### EXERCISE PROMPT
Only an exact copy of the listing below will do.

### DATASET
============================================================
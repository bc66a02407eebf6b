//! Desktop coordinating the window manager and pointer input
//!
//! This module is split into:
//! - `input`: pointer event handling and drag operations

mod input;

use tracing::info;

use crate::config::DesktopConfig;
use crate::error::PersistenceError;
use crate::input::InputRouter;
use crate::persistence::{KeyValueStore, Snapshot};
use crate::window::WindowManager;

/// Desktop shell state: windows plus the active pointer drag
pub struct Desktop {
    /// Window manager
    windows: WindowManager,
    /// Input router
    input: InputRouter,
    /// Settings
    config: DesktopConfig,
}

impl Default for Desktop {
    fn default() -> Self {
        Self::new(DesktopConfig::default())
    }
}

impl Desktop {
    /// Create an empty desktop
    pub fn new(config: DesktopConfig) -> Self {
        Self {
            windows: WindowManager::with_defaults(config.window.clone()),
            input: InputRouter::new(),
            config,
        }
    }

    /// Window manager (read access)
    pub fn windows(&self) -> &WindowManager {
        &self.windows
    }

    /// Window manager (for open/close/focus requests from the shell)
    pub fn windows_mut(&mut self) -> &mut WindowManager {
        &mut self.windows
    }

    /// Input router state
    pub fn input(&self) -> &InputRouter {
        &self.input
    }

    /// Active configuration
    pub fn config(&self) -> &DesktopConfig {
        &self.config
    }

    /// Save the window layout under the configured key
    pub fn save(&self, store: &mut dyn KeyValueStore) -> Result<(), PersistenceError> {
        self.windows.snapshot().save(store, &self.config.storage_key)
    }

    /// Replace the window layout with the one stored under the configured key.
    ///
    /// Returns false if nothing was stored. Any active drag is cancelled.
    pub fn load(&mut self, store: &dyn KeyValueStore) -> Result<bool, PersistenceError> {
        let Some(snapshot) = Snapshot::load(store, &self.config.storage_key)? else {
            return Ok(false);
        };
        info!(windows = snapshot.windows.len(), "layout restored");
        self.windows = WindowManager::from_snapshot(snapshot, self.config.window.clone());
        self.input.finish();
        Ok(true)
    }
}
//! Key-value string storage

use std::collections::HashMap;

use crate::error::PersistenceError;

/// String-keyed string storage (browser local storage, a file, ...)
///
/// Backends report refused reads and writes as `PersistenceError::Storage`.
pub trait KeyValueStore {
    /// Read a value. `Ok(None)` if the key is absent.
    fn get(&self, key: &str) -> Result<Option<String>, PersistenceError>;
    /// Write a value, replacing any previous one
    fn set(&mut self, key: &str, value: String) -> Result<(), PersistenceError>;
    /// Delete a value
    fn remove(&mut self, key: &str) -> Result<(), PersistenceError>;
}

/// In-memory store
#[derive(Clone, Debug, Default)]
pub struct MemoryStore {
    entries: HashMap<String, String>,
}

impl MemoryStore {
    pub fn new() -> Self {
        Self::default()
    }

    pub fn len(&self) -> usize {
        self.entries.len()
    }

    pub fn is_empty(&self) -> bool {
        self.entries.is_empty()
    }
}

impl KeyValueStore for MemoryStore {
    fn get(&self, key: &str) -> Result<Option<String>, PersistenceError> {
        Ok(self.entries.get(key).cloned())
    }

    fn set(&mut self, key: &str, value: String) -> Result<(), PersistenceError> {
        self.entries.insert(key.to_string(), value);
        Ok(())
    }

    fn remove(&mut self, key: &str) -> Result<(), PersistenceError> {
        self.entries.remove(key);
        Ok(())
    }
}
============================================================
### THE ANSWER
repository bc66a02407eebf6b
//! Desktop coordinating the window manager and pointer input
//!
//! This module is split into:
//! - `input`: pointer event handling and drag operations

mod input;

use tracing::info;

use crate::config::DesktopConfig;
use crate::error::PersistenceError;
use crate::input::InputRouter;
use crate::persistence::{KeyValueStore, Snapshot};
use crate::window::WindowManager;

/// Desktop shell state: windows plus the active pointer drag
pub struct Desktop {
    /// Window manager
    windows: WindowManager,
    /// Input router
    input: InputRouter,
    /// Settings
    config: DesktopConfig,
}

impl Default for Desktop {
    fn default() -> Self {
        Self::new(DesktopConfig::default())
    }
}

impl Desktop {
    /// Create an empty desktop
    pub fn new(config: DesktopConfig) -> Self {
        Self {
            windows: WindowManager::with_defaults(config.window.clone()),
            input: InputRouter::new(),
            config,
        }
    }

    /// Window manager (read access)
    pub fn windows(&self) -> &WindowManager {
        &self.windows
    }

    /// Window manager (for open/close/focus requests from the shell)
    pub fn windows_mut(&mut self) -> &mut WindowManager {
        &mut self.windows
    }

    /// Input router state
    pub fn input(&self) -> &InputRouter {
        &self.input
    }

    /// Active configuration
    pub fn config(&self) -> &DesktopConfig {
        &self.config
    }

    /// Save the window layout under the configured key
    pub fn save(&self, store: &mut dyn KeyValueStore) -> Result<(), PersistenceError> {
        self.windows.snapshot().save(store, &self.config.storage_key)
    }

    /// Replace the window layout with the one stored under the configured key.
    ///
    /// Returns false if nothing was stored. Any active drag is cancelled.
    pub fn load(&mut self, store: &dyn KeyValueStore) -> Result<bool, PersistenceError> {
        let Some(snapshot) = Snapshot::load(store, &self.config.storage_key)? else {
            return Ok(false);
        };
        info!(windows = snapshot.windows.len(), "layout restored");
        self.windows = WindowManager::from_snapshot(snapshot, self.config.window.clone());
        self.input.finish();
        Ok(true)
    }
}
//! Key-value string storage

use std::collections::HashMap;

use crate::error::PersistenceError;

/// String-keyed string storage (browser local storage, a file, ...)
///
/// Backends report refused reads and writes as `PersistenceError::Storage`.
pub trait KeyValueStore {
    /// Read a value. `Ok(None)` if the key is absent.
    fn get(&self, key: &str) -> Result<Option<String>, PersistenceError>;
    /// Write a value, replacing any previous one
    fn set(&mut self, key: &str, value: String) -> Result<(), PersistenceError>;
    /// Delete a value
    fn remove(&mut self, key: &str) -> Result<(), PersistenceError>;
}

/// In-memory store
#[derive(Clone, Debug, Default)]
pub struct MemoryStore {
    entries: HashMap<String, String>,
}

impl MemoryStore {
    pub fn new() -> Self {
        Self::default()
    }

    pub fn len(&self) -> usize {
        self.entries.len()
    }

    pub fn is_empty(&self) -> bool {
        self.entries.is_empty()
    }
}

impl KeyValueStore for MemoryStore {
    fn get(&self, key: &str) -> Result<Option<String>, PersistenceError> {
        Ok(self.entries.get(key).cloned())
    }

    fn set(&mut self, key: &str, value: String) -> Result<(), PersistenceError> {
        self.entries.insert(key.to_string(), value);
        Ok(())
    }

    fn remove(&mut self, key: &str) -> Result<(), PersistenceError> {
        self.entries.remove(key);
        Ok(())
    }
}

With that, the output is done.